• [About this task]
Read through the entries below and return each line with the word "trim".

• [Data supplied]
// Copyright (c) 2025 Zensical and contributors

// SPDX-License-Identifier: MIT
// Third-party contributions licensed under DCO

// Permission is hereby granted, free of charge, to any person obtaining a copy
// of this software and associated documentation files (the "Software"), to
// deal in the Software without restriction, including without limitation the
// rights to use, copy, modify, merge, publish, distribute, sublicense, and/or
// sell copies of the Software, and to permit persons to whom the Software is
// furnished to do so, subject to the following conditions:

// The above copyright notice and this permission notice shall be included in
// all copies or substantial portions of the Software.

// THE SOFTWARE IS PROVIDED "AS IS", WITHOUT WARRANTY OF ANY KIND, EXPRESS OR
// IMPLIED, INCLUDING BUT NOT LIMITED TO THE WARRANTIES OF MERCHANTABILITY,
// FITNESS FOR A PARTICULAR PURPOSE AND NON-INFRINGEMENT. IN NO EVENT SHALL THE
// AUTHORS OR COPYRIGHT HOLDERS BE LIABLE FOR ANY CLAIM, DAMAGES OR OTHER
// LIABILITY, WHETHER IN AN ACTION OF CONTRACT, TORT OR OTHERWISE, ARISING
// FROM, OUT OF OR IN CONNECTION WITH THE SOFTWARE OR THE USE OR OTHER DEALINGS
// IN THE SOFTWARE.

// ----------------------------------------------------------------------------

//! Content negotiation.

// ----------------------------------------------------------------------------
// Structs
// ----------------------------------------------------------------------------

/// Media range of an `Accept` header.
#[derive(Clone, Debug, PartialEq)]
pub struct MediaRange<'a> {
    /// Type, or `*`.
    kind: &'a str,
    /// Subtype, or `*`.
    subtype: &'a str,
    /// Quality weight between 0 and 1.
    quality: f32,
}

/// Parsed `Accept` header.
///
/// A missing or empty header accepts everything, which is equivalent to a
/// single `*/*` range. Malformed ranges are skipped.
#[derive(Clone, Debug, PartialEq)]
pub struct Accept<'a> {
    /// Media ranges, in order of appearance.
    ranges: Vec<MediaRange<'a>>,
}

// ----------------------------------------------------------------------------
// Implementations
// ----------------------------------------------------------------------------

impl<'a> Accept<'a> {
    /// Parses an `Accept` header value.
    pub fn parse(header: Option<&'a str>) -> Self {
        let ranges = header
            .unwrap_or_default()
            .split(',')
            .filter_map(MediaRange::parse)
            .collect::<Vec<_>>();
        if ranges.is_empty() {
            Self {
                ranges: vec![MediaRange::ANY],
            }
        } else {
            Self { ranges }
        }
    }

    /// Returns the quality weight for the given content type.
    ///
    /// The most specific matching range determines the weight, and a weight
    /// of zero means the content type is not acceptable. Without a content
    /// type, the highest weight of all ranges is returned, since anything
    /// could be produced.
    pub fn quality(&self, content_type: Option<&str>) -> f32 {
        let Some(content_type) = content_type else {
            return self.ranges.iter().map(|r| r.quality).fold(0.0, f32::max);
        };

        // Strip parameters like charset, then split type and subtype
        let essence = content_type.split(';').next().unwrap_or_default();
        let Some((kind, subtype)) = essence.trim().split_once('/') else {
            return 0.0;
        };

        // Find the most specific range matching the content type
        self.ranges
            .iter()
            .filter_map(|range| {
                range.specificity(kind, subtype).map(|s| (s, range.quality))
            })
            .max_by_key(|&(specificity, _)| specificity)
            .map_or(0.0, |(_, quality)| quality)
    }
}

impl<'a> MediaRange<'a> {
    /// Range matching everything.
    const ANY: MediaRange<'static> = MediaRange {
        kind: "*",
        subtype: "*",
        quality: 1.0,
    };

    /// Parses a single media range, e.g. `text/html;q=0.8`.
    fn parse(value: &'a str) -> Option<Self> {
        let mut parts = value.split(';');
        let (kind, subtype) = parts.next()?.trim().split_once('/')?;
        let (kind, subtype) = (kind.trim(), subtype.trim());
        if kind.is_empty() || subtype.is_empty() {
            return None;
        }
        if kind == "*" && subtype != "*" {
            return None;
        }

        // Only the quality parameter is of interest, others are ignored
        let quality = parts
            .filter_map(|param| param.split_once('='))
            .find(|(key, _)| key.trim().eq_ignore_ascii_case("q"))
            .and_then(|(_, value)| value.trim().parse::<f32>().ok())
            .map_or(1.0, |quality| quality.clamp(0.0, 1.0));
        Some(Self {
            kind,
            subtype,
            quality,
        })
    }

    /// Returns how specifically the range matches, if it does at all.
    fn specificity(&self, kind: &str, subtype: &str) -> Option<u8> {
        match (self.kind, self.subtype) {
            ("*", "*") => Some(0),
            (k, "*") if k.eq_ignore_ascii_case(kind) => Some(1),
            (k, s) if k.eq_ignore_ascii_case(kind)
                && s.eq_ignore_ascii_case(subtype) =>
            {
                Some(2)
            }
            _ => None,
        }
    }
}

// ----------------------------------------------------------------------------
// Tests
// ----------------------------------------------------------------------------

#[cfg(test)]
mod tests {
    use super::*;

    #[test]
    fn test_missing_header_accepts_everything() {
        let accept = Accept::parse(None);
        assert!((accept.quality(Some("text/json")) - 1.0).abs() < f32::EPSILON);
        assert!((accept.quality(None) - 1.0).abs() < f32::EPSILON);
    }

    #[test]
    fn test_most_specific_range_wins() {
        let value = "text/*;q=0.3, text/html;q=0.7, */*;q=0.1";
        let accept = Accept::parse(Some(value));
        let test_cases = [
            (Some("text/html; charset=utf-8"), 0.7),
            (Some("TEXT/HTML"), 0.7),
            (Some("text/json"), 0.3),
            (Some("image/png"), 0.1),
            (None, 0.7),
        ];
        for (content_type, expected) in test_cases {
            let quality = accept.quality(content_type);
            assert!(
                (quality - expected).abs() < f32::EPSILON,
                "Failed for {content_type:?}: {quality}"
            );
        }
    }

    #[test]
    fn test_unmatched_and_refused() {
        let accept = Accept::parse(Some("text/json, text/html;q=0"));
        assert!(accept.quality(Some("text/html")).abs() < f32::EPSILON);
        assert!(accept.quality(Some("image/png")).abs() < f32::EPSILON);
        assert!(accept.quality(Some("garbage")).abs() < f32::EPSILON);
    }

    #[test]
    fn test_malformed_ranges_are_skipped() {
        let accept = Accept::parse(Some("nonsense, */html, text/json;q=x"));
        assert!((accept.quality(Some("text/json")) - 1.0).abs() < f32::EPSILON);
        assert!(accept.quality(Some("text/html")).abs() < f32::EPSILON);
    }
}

• [Result]
        let Some((kind, subtype)) = essence.trim().split_once('/') else {
        let (kind, subtype) = parts.next()?.trim().split_once('/')?;
        let (kind, subtype) = (kind.trim(), subtype.trim());
            .find(|(key, _)| key.trim().eq_ignore_ascii_case("q"))
            .and_then(|(_, value)| value.trim().parse::<f32>().ok())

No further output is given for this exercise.